G20's Australian promises await test of time

G20 summit in Brisbane produced 800 commitments after two days of talks

G20's Australian promises await test of time
Twenty world leaders signed their names to three pages of pledges at the G20 summit but it remains to be seen whether the agreement will produce real change.

The signatories, representing 19 of the world’s most powerful countries plus the European Union, wrapped up two days of intense, robust and often fiery conversations and confrontations in Brisbane, Australia, on Sunday.

Prime Minister Tony Abbott declared the summit “a success,” maintaining it “delivered real, practical outcomes” that would benefit “people right around the world.”

Included among 800 pledges from this year’s summit are commitments to crack down on corporate tax avoidance: find jobs for 100 million women by 2025; address a $70 trillion shortfall in infrastructure needed within 15 years; boost free trade and strengthen global financial regulation to prevent another global financial crisis.

The plan envisages boosting the world economy by $2 trillion over five years to lift global gross domestic product by 2.1 percent above projected levels by 2018.

But not everyone was convinced.

At his post-summit press conference, British Prime Minister David Cameron took an awkward first question.

“The G20 has a tradition of over promising and under-delivering,” the BBC’s James Landau began. “How meaningful is this new growth target?”

The leaders' communique was certainly stirring in its commitment to growth but then the message from St Petersburg last year said virtually the same thing and the same can be said of the declaration from Mexico in 2012.

Will next year’s G20 meeting in Turkey be steeped in the same sentiment and deliver the same well-intentioned but difficult commitments?

Cameron took Landau to task regarding his accusation that the G20 was little more than a talking shop producing unattainable promises.

He referred to the assertion as “unfair” and spoke of two issues that the G20 has pushed in recent years.

“The first, making sure we reform, recapitalise and strengthen our banks and our financial system so that never again do we have a situation where a bank falls over and has to be supported by taxpayers, you know, that has been largely solved by the G20 and the hard work of [Bank of England Governor] Mark Carney and the Financial Stability Board,” Cameron argued.

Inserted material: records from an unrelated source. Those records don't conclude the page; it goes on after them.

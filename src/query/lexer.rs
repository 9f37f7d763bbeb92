pub const ASSIGNMENT_SEPARATOR: char = '=';
pub const FIELD_SEPARATOR: char = ';';
pub const VALUE_SEPARATOR: char = ',';
pub const RANGE_SEPARATOR: char = '~';
pub const STRING_LIKE_INDICATOR: char = '*';

const SEPARATORS: [char; 2] = [FIELD_SEPARATOR, VALUE_SEPARATOR];

/// How a chunk joins the one after it.
#[derive(Debug, Clone, Copy, PartialEq, Eq)]
pub enum Combinator {
    And,
    Or,
    End,
}

impl Combinator {
    fn from_separator(sep: char) -> Self {
        match sep {
            FIELD_SEPARATOR => Combinator::And,
            _ => Combinator::Or,
        }
    }
}

/// One `field=values` clause of a filter string.
#[derive(Debug, Clone, PartialEq, Eq)]
pub struct Chunk {
    pub field: String,
    pub values: Vec<String>,
    pub next: Combinator,
}

/// Split a filter string into chunks, left to right.
///
/// A chunk's values run up to the last separator before the next `=`; that
/// separator is its combinator and the text after it names the next field.
/// Malformed input stops tokenization and keeps what was read so far.
pub fn tokenize(input: &str) -> Vec<Chunk> {
    let mut chunks = Vec::new();
    let mut rest = input.trim();

    while !rest.is_empty() {
        let Some(eq) = rest.find(ASSIGNMENT_SEPARATOR) else {
            log::debug!("query: no assignment in {rest:?}, stopping");
            break;
        };

        let field = rest[..eq].trim();
        if field.is_empty() {
            log::debug!("query: empty field name in {rest:?}, stopping");
            break;
        }

        let after = &rest[eq + ASSIGNMENT_SEPARATOR.len_utf8()..];
        let (raw_values, next, remaining) = match after.find(ASSIGNMENT_SEPARATOR) {
            None => (after.trim_end_matches(SEPARATORS), Combinator::End, ""),
            Some(next_eq) => match after[..next_eq].rfind(SEPARATORS) {
                Some(sep) if sep > 0 => {
                    let sep_char = after[sep..].chars().next().unwrap_or(FIELD_SEPARATOR);
                    (
                        &after[..sep],
                        Combinator::from_separator(sep_char),
                        &after[sep + sep_char.len_utf8()..],
                    )
                }
                _ => {
                    log::debug!("query: malformed chunk for field {field:?}, stopping");
                    break;
                }
            },
        };

        if raw_values.is_empty() {
            log::debug!("query: field {field:?} has no values, stopping");
            break;
        }

        chunks.push(Chunk {
            field: field.to_string(),
            values: split_values(raw_values),
            next,
        });
        rest = remaining;
    }

    chunks
}

fn split_values(raw: &str) -> Vec<String> {
    raw.split(VALUE_SEPARATOR)
        .filter(|value| !value.is_empty())
        .map(str::to_string)
        .collect()
}

#[cfg(test)]
mod tests {
    use super::*;

    fn chunk(field: &str, values: &[&str], next: Combinator) -> Chunk {
        Chunk {
            field: field.to_string(),
            values: values.iter().map(|v| v.to_string()).collect(),
            next,
        }
    }

    #[test]
    fn test_single_chunk() {
        assert_eq!(tokenize("id=1"), vec![chunk("id", &["1"], Combinator::End)]);
    }

    #[test]
    fn test_values_and_combinators() {
        assert_eq!(
            tokenize("a=1,2;b=3~4,5,c=x"),
            vec![
                chunk("a", &["1", "2"], Combinator::And),
                chunk("b", &["3~4", "5"], Combinator::Or),
                chunk("c", &["x"], Combinator::End),
            ]
        );
    }

    #[test]
    fn test_trailing_value_list_belongs_to_last_field() {
        assert_eq!(
            tokenize("age=18~30;status=active,pending"),
            vec![
                chunk("age", &["18~30"], Combinator::And),
                chunk("status", &["active", "pending"], Combinator::End),
            ]
        );
    }

    #[test]
    fn test_trailing_separators_trimmed() {
        assert_eq!(tokenize("a=1;"), vec![chunk("a", &["1"], Combinator::End)]);
        assert_eq!(tokenize("a=1,2,"), vec![chunk("a", &["1", "2"], Combinator::End)]);
    }

    #[test]
    fn test_empty_values_removed() {
        assert_eq!(
            tokenize("a=1,,2;b=3"),
            vec![
                chunk("a", &["1", "2"], Combinator::And),
                chunk("b", &["3"], Combinator::End),
            ]
        );
    }

    #[test]
    fn test_malformed_stops_but_keeps_prefix() {
        assert_eq!(tokenize("a=1;b=2x=3"), vec![chunk("a", &["1"], Combinator::And)]);
        assert_eq!(tokenize("a=1;=2"), vec![chunk("a", &["1"], Combinator::And)]);
        assert!(tokenize("=1").is_empty());
        assert!(tokenize("nonsense").is_empty());
        assert!(tokenize("a=;b=2").is_empty());
    }

    #[test]
    fn test_empty_input() {
        assert!(tokenize("").is_empty());
        assert!(tokenize("   ").is_empty());
    }

    #[test]
    fn test_field_names_trimmed() {
        assert_eq!(tokenize(" id =1"), vec![chunk("id", &["1"], Combinator::End)]);
    }
}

The second, of getting companies to pay their taxes.

“This is an issue that for years had been left alone,” Cameron said. “I put it squarely on the agenda on the G8, the G20 has taken on the work and, whereas it was just a few tax authorities sharing this information so that companies had nowhere to hide, it’s now 92 different tax authorities.”

Tax avoidance by multinational firms has been a consistent issue government’s have faced, attempting to stop companies such as Amazon and Google moving their profits to countries with more less costly tax regimes.

While conceding global summits could be lengthy communiques and promises, Cameron argued that “some real progress has been made by the G20 over the last few years and we should recognise that.”

Turkish Prime Minister Ahmet Davutoglu has vowed that climate change will top the list of issues when his country hosts next year’s G20 summit.

Abbott had tried to keep climate change off the agenda at Brisbane and focus on economic issues, much to the annoyance of environmental activists.

“We want to be the voice of everybody,” Davutoglu said in Brisbane. “If the G20 agenda is only limited to financial issues, the G20 cannot function, it cannot have international legitimacy.”

Speaking at press conference after the summit, Davutoglu added:  “We will proceed with an action plan to combat corruption effectively during our G20 presidency.”